*PROBLEM DESCRIPTION*: Which lines of the records below contain the word "egui"? Report each of them in full.

*** ENTRIES SUPPLIED ***

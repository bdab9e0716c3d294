use log::warn;
use nannou::prelude::*;
use wasm_timer::Instant;

use crate::model::Model;
use crate::render::to_local;
use crate::widget::WidgetEvent;

/// Map a nannou window event onto the widget's inputs.
pub fn widget_event(event: &WindowEvent, model: &Model) -> Option<WidgetEvent> {
    match event {
        WindowEvent::MouseMoved(pos) => Some(WidgetEvent::PointerMove(to_local(
            *pos,
            model.widget.bounds(),
        ))),
        WindowEvent::MouseReleased(_) | WindowEvent::MouseExited => Some(WidgetEvent::Release),
        WindowEvent::Resized(_) => Some(WidgetEvent::Resize),
        _ => None,
    }
}

pub fn event(_app: &App, model: &mut Model, event: WindowEvent) {
    if let WindowEvent::Resized(size) = event {
        model.window_size.set(size);
    }

    if let Some(widget_event) = widget_event(&event, model) {
        if let Err(err) = model.widget.handle_event(widget_event, Instant::now()) {
            warn!("{:?} failed: {}", widget_event, err);
        }
    }
}

pub fn key_pressed(_app: &App, model: &mut Model, key: Key) {
    if key == Key::I {
        model.show_inspector = !model.show_inspector;
    }
}

pub fn raw_window_event(_app: &App, model: &mut Model, event: &nannou::winit::event::WindowEvent) {
    // Let egui handle things like keyboard and mouse input.
    if let Some(egui) = model.egui.as_mut() {
        egui.handle_raw_event(event);
    }
}
//! Pluck sound selection and the player capability.

use serde::Deserialize;
use std::fmt;

use crate::error::Result;

/// Normalized amplitude under which the short sprite is played.
pub const SHORT_SOUND_THRESHOLD: f32 = 0.25;

/// Volume never drops below this, however gentle the pluck.
pub const MIN_VOLUME: f32 = 0.3;

#[derive(Clone, Copy, Debug, PartialEq, Eq, Hash)]
pub enum SoundVariant {
    Short,
    Long,
}

impl SoundVariant {
    pub fn for_amplitude(amplitude: f32) -> Self {
        if amplitude < SHORT_SOUND_THRESHOLD {
            SoundVariant::Short
        } else {
            SoundVariant::Long
        }
    }

    pub fn name(&self) -> &'static str {
        match self {
            SoundVariant::Short => "short",
            SoundVariant::Long => "long",
        }
    }
}

impl fmt::Display for SoundVariant {
    fn fmt(&self, f: &mut fmt::Formatter<'_>) -> fmt::Result {
        f.write_str(self.name())
    }
}

/// Quadratic in amplitude, so small plucks are noticeably quieter.
pub fn volume_for(amplitude: f32) -> f32 {
    (1.0 - MIN_VOLUME) * amplitude * amplitude + MIN_VOLUME
}

/// A named sub-range of the sound asset, in milliseconds.
#[derive(Clone, Copy, Debug, Deserialize, PartialEq)]
pub struct Sprite {
    pub offset_ms: f32,
    pub duration_ms: f32,
}

impl Sprite {
    pub const fn new(offset_ms: f32, duration_ms: f32) -> Self {
        Self {
            offset_ms,
            duration_ms,
        }
    }

    /// Sample-frame range covered at `sample_rate`, clipped to `len` frames.
    pub fn frames(&self, sample_rate: u32, len: usize) -> std::ops::Range<usize> {
        let to_frame = |ms: f32| ((ms / 1000.0 * sample_rate as f32).round().max(0.0) as usize).min(len);
        to_frame(self.offset_ms)..to_frame(self.offset_ms + self.duration_ms)
    }
}

#[derive(Clone, Debug, Deserialize, PartialEq)]
#[serde(default)]
pub struct SoundConfig {
    /// Equivalent encodings of the same asset, tried in order.
    pub sources: Vec<String>,
    pub short: Sprite,
    pub long: Sprite,
}

impl Default for SoundConfig {
    fn default() -> Self {
        Self {
            sources: vec![
                "pluck.ogg".to_string(),
                "pluck.mp3".to_string(),
                "pluck.wav".to_string(),
            ],
            short: Sprite::new(0.0, 672.0),
            long: Sprite::new(800.0, 2133.0),
        }
    }
}

impl SoundConfig {
    pub fn sprite(&self, variant: SoundVariant) -> Sprite {
        match variant {
            SoundVariant::Short => self.short,
            SoundVariant::Long => self.long,
        }
    }

    /// Source locations below `<base>/sounds/`.
    pub fn source_urls(&self, base: &str) -> Vec<String> {
        self.sources.iter().map(|name| asset_url(base, name)).collect()
    }
}

pub fn asset_url(base: &str, name: &str) -> String {
    let base = base.trim_end_matches('/');
    if base.is_empty() {
        format!("sounds/{}", name)
    } else {
        format!("{}/sounds/{}", base, name)
    }
}

/// Plays sprites of a single loaded asset; one voice at a time.
pub trait SoundPlayer {
    fn stop(&mut self) -> Result<()>;

    fn set_volume(&mut self, volume: f32) -> Result<()>;

    fn play(&mut self, variant: SoundVariant) -> Result<()>;
}

/// A missing player is silent.
impl<P: SoundPlayer> SoundPlayer for Option<P> {
    fn stop(&mut self) -> Result<()> {
        self.as_mut().map_or(Ok(()), |p| p.stop())
    }

    fn set_volume(&mut self, volume: f32) -> Result<()> {
        self.as_mut().map_or(Ok(()), |p| p.set_volume(volume))
    }

    fn play(&mut self, variant: SoundVariant) -> Result<()> {
        self.as_mut().map_or(Ok(()), |p| p.play(variant))
    }
}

*** End of ENTRIES SUPPLIED ***

*SOLUTION*:
    // Let egui handle things like keyboard and mouse input.
    if let Some(egui) = model.egui.as_mut() {
        egui.handle_raw_event(event);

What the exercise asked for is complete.